*** Entries shown ***

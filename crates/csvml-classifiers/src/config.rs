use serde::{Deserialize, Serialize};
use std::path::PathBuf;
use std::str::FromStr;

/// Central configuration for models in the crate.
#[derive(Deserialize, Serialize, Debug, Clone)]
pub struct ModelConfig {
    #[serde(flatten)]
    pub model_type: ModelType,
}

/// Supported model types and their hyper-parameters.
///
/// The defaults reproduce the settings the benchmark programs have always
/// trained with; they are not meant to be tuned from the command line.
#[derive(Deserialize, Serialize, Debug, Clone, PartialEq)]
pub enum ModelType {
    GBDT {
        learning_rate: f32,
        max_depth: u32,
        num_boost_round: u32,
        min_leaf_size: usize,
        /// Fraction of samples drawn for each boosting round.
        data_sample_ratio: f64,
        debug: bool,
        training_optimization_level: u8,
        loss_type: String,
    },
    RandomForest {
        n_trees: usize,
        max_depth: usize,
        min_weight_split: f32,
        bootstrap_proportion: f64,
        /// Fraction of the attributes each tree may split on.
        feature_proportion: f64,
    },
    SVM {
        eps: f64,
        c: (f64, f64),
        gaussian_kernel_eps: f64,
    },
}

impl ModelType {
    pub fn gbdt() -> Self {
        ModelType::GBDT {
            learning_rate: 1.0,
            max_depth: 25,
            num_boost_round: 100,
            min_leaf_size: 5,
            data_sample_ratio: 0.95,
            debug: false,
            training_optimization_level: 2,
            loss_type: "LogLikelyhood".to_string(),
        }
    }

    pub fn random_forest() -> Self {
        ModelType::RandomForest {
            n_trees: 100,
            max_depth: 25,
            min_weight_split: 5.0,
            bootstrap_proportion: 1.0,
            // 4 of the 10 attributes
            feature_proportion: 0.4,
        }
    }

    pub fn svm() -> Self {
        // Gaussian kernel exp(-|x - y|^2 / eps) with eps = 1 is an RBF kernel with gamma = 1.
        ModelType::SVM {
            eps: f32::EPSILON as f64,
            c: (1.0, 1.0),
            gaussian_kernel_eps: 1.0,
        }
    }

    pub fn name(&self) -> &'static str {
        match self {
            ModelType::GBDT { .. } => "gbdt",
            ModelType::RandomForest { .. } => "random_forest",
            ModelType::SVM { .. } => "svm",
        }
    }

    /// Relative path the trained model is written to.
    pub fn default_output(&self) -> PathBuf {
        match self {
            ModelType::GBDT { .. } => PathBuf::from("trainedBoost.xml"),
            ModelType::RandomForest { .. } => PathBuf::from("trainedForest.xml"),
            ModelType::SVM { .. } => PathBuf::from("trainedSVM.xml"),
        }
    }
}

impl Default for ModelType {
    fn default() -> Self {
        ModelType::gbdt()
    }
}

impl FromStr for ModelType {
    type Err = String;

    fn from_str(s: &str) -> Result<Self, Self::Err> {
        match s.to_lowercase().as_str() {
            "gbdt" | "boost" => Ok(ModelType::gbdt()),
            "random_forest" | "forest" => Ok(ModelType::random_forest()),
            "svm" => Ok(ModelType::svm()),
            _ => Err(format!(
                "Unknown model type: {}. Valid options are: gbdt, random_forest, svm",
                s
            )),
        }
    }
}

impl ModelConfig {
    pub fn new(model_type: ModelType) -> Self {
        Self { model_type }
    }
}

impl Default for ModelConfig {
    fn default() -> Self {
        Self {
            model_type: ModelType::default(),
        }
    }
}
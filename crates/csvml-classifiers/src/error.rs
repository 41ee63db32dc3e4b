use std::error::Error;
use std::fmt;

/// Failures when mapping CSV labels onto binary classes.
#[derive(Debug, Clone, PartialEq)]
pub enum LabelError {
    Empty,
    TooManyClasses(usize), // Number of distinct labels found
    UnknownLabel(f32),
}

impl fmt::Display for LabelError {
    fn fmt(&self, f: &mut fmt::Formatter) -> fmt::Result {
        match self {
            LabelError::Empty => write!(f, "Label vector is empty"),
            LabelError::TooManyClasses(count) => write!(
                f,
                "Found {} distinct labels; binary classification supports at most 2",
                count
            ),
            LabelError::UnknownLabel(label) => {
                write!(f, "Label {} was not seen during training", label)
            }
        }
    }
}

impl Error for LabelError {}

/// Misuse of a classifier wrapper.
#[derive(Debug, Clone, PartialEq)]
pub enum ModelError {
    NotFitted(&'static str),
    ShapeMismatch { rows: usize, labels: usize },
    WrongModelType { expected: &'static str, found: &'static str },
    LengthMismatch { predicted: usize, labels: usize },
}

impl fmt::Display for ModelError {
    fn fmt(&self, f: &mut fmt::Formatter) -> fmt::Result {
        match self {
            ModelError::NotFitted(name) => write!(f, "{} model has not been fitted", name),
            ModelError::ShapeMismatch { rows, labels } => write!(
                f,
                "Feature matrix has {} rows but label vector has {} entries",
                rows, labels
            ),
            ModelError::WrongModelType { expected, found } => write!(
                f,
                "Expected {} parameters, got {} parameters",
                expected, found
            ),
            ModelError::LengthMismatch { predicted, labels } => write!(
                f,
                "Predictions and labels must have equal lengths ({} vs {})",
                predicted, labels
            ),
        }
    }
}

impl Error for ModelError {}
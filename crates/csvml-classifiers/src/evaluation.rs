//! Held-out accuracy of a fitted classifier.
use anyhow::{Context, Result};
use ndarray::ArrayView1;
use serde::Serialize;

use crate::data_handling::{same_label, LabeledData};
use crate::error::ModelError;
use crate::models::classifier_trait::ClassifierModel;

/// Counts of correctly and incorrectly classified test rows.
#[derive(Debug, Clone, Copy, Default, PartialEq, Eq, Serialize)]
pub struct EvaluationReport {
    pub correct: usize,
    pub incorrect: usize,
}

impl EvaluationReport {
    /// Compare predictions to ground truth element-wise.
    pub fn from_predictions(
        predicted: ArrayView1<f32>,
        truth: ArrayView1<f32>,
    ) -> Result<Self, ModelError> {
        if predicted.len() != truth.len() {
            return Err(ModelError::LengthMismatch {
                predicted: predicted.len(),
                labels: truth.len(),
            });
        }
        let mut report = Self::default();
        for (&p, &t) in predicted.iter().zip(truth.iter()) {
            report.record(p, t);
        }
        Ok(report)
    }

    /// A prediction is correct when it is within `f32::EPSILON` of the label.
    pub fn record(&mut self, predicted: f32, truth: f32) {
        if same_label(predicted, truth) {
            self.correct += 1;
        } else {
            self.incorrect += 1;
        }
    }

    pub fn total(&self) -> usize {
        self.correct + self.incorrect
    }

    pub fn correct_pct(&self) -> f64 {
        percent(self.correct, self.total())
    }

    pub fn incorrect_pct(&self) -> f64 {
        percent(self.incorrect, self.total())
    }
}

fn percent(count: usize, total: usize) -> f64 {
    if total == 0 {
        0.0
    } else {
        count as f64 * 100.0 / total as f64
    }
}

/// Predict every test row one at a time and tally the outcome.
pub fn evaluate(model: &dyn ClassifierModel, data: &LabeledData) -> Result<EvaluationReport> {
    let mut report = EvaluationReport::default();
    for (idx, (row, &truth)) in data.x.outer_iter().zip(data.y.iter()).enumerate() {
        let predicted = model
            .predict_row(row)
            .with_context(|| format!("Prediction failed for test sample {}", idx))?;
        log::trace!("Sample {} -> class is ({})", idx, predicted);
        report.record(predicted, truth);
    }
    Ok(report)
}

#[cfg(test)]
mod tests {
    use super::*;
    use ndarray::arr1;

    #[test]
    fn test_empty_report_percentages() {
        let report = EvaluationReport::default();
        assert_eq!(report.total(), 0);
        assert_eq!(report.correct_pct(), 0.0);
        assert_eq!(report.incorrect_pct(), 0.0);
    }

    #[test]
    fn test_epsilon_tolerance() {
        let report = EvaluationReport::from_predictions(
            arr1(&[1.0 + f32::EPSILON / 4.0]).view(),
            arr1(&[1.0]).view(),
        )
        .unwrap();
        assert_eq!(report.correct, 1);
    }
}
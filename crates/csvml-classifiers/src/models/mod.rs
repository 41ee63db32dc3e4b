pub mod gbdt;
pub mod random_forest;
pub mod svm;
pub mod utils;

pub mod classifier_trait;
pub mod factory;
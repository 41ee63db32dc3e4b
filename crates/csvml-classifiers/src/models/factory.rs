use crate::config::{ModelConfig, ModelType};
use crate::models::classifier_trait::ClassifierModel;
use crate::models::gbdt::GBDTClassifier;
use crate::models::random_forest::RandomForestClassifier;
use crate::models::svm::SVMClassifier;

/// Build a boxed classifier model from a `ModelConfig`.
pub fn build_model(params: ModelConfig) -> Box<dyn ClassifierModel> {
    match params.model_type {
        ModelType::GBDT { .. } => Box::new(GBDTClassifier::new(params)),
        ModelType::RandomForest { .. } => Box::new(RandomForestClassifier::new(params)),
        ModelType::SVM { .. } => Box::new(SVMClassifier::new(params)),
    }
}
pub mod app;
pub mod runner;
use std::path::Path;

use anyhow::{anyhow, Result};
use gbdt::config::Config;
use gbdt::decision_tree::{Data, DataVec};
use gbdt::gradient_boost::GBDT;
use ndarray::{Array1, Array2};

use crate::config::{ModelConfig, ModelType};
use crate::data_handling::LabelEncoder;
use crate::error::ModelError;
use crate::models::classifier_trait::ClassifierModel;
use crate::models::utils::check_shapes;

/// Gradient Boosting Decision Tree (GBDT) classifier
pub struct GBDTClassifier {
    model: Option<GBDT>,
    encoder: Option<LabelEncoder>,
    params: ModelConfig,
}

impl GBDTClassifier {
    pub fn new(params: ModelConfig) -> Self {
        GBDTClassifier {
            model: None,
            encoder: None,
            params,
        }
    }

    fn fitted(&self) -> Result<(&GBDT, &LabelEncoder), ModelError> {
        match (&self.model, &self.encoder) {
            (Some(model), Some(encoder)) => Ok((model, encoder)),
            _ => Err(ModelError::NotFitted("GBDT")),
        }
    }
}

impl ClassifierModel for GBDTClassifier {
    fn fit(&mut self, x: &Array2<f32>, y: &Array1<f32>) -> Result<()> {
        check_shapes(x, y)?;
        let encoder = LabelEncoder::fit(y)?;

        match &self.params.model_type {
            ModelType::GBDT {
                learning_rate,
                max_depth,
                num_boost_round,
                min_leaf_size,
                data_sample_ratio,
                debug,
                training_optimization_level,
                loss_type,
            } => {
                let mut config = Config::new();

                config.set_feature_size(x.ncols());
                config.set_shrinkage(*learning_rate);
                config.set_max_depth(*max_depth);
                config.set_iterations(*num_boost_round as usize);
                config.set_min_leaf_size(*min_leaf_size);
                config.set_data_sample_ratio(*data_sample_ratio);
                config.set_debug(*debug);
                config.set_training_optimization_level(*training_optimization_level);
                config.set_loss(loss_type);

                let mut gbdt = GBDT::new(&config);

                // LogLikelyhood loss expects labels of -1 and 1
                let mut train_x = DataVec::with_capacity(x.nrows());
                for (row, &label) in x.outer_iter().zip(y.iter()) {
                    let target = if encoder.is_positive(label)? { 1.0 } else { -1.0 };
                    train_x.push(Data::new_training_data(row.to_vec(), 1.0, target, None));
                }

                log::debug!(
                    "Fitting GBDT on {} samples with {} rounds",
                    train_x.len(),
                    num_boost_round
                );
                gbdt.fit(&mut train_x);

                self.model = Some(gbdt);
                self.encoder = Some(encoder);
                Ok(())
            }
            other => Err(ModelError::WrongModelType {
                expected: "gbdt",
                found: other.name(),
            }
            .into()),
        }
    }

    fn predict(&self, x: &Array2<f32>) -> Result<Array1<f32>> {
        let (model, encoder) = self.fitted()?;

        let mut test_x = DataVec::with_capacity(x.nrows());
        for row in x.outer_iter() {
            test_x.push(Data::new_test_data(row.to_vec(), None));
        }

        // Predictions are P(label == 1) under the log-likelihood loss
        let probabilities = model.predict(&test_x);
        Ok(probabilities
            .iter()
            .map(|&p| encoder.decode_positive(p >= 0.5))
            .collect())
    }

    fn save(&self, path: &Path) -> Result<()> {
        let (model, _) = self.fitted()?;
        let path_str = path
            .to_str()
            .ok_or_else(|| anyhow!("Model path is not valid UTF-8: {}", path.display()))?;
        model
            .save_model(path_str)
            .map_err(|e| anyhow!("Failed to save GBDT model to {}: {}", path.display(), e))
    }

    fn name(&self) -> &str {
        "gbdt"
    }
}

*** End of Entries shown ***
*** Entries shown ***

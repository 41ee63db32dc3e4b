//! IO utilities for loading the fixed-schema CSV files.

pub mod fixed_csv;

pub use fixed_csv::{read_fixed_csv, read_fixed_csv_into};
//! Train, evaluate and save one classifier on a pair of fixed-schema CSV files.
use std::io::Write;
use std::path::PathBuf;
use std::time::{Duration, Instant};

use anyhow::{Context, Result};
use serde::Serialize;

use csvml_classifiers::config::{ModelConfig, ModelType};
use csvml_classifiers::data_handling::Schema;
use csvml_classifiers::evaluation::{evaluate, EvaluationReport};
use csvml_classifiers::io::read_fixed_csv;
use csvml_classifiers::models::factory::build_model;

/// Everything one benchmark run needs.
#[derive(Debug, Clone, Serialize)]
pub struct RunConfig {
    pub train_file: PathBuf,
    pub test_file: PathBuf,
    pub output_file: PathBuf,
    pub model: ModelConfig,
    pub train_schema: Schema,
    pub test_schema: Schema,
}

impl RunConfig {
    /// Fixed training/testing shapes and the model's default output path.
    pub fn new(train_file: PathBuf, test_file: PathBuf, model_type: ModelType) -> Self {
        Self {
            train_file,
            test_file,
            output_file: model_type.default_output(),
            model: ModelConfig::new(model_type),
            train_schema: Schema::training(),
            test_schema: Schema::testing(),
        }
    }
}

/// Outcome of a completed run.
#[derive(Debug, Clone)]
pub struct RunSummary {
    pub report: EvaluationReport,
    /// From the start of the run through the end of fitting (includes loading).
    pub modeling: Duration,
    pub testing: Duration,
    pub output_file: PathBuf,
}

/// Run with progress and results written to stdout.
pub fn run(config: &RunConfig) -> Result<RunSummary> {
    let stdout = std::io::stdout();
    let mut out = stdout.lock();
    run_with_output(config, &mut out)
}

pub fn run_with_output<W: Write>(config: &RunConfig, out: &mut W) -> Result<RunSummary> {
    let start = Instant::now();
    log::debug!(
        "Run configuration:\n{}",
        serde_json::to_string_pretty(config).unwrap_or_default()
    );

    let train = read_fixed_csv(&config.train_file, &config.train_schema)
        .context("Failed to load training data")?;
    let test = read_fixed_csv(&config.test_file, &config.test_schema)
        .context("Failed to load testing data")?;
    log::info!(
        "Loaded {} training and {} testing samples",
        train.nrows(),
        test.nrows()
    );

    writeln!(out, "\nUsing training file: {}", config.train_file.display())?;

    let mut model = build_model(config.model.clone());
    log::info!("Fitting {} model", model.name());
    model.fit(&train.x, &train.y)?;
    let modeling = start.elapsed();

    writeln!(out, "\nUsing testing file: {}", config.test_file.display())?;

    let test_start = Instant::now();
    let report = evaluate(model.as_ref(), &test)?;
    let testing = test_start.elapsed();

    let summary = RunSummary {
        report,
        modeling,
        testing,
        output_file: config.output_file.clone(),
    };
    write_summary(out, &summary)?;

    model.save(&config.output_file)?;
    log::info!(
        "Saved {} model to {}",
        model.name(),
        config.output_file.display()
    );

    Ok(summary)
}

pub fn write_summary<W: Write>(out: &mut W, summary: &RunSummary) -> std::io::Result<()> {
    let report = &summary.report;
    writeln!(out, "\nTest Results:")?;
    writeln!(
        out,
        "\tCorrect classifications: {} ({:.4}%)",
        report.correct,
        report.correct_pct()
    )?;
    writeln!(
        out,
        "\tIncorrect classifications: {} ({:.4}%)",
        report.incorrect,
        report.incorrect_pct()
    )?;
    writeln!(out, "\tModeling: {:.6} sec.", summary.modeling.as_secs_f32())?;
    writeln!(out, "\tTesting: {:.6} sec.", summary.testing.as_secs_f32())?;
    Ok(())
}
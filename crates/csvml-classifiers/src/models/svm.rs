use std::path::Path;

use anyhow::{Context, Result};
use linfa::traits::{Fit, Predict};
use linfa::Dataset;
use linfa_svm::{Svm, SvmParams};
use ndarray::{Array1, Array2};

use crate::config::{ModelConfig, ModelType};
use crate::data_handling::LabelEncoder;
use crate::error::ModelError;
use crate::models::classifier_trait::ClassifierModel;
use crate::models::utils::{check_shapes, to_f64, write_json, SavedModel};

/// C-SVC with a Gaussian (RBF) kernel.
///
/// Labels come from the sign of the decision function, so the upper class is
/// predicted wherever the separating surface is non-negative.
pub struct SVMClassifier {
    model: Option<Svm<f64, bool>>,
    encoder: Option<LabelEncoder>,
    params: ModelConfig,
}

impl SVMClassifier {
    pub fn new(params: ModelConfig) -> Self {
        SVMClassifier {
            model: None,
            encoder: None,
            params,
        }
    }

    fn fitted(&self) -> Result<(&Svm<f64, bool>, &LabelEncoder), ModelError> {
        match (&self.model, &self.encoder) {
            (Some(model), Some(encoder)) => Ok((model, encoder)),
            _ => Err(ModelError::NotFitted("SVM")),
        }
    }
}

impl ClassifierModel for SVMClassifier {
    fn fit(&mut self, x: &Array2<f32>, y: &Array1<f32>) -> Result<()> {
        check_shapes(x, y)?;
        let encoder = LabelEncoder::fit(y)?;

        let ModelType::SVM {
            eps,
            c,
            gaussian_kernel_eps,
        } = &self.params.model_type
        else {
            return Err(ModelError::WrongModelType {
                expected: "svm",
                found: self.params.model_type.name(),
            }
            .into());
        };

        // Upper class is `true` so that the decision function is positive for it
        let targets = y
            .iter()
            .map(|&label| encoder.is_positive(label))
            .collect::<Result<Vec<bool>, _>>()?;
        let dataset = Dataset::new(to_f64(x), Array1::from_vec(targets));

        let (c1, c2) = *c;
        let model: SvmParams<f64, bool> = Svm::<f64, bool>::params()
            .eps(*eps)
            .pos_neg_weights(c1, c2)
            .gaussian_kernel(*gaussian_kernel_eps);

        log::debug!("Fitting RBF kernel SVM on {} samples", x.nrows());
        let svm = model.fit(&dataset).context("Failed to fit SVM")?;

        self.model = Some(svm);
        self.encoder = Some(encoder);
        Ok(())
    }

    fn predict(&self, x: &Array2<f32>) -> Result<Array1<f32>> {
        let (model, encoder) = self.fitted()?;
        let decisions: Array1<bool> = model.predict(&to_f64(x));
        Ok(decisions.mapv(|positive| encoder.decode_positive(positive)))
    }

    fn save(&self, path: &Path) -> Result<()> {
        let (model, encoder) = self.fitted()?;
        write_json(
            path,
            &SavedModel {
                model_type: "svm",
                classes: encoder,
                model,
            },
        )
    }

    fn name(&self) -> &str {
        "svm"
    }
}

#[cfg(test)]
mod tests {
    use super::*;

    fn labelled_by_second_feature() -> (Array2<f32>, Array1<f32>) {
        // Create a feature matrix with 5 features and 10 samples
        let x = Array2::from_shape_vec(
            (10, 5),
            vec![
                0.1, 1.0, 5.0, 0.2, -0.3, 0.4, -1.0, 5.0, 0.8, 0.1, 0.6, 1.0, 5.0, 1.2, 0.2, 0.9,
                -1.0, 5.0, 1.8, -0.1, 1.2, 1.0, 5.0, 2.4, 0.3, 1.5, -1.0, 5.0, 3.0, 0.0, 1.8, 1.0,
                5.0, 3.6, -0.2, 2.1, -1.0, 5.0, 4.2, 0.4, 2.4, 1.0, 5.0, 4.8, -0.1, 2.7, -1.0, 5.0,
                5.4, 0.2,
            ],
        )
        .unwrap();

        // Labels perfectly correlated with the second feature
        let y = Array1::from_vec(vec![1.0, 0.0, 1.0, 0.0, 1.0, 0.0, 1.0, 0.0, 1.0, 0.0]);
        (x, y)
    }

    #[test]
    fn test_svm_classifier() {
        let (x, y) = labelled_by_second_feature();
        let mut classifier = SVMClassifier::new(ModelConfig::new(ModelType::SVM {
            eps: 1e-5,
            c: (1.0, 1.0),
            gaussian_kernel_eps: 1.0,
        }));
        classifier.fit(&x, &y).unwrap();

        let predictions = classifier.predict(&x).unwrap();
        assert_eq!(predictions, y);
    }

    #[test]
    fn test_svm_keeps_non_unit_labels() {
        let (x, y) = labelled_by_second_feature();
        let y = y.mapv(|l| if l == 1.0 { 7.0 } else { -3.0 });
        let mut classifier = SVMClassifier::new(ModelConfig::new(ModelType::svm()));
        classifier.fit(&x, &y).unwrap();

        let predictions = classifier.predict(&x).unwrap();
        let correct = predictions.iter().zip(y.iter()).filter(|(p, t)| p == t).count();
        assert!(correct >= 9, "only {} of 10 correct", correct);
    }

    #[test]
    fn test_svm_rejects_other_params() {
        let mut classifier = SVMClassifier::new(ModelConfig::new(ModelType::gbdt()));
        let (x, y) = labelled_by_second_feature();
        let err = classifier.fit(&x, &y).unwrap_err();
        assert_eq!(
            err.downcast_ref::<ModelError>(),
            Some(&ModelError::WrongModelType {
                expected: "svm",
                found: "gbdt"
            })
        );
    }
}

*** End of Entries shown ***

→ **Task to carry out**:
In the listing, find every line containing the word "loading" and list it.

→ **Answer area**:
//! IO utilities for loading the fixed-schema CSV files.
    /// From the start of the run through the end of fitting (includes loading).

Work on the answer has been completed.